▶ _Task statement_
The task calls for each line of the records below in which the word "crate" appears.

**** Input for this task ****

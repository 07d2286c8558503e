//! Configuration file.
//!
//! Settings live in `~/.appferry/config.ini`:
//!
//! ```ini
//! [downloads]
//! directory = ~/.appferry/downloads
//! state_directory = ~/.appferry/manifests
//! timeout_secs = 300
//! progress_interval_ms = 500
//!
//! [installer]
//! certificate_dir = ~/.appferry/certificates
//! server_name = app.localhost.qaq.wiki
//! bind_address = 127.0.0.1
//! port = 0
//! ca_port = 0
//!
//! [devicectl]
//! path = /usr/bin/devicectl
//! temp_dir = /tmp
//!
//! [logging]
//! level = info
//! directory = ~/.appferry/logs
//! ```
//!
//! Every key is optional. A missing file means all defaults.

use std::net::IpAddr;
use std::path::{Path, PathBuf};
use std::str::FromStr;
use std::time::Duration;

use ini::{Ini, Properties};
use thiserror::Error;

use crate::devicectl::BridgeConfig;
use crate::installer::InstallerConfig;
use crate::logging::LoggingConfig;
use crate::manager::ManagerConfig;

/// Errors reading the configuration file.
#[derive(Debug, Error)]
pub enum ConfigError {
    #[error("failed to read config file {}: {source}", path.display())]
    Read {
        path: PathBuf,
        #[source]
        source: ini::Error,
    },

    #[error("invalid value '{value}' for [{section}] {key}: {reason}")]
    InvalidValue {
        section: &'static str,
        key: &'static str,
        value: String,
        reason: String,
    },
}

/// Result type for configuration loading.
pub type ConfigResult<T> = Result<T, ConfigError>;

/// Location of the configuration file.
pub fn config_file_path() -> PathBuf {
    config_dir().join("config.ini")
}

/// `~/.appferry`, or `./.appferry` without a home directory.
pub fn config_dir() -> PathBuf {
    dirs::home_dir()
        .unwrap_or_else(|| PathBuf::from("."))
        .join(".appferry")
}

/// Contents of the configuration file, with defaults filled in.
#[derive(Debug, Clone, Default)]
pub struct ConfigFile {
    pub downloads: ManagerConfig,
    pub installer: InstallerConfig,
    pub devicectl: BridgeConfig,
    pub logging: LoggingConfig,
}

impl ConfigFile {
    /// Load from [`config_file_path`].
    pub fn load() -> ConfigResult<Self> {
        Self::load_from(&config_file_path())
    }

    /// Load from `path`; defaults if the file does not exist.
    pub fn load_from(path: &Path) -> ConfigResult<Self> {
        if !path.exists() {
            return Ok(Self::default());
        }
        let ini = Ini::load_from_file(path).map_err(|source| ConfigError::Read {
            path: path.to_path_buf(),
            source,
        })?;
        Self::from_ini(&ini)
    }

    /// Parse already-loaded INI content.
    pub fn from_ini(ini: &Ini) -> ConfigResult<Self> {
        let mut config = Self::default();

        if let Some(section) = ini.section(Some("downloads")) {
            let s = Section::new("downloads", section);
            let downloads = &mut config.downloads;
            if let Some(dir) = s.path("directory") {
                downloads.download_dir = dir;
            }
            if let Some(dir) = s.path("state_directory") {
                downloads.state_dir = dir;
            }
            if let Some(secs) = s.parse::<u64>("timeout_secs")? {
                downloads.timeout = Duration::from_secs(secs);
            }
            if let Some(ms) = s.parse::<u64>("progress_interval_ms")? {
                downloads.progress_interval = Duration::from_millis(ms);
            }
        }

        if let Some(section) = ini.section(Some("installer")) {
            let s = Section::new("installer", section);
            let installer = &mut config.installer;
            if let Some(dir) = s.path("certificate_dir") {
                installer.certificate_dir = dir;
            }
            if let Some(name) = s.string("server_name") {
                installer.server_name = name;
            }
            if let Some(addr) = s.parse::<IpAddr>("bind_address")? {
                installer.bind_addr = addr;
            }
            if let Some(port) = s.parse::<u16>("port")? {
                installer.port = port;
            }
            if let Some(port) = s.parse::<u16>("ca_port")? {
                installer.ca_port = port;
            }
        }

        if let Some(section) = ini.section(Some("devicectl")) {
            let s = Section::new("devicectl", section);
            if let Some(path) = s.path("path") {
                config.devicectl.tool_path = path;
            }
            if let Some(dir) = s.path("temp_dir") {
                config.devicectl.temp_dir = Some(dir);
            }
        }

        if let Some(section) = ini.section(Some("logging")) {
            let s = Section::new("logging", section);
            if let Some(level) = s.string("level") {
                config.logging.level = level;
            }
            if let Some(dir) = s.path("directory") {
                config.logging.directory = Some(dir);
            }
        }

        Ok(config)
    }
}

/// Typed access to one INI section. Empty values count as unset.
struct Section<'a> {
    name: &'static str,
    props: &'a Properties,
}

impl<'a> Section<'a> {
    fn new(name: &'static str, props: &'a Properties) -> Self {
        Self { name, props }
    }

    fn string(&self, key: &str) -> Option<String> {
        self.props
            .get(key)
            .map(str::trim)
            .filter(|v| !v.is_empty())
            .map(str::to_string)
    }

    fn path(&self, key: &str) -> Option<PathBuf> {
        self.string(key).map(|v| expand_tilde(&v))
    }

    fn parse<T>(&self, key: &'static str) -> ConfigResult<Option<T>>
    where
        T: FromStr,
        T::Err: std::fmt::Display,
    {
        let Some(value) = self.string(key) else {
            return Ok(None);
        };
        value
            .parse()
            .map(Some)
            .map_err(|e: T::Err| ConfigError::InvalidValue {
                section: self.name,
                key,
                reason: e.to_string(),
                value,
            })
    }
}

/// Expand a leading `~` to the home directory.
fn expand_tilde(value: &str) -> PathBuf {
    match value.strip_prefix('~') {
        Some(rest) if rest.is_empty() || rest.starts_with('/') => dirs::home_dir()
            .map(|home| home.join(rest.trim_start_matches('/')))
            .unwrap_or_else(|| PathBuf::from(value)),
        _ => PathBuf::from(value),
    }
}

****

▶ _Response_
use crate::devicectl::BridgeConfig;
use crate::installer::InstallerConfig;
use crate::logging::LoggingConfig;
use crate::manager::ManagerConfig;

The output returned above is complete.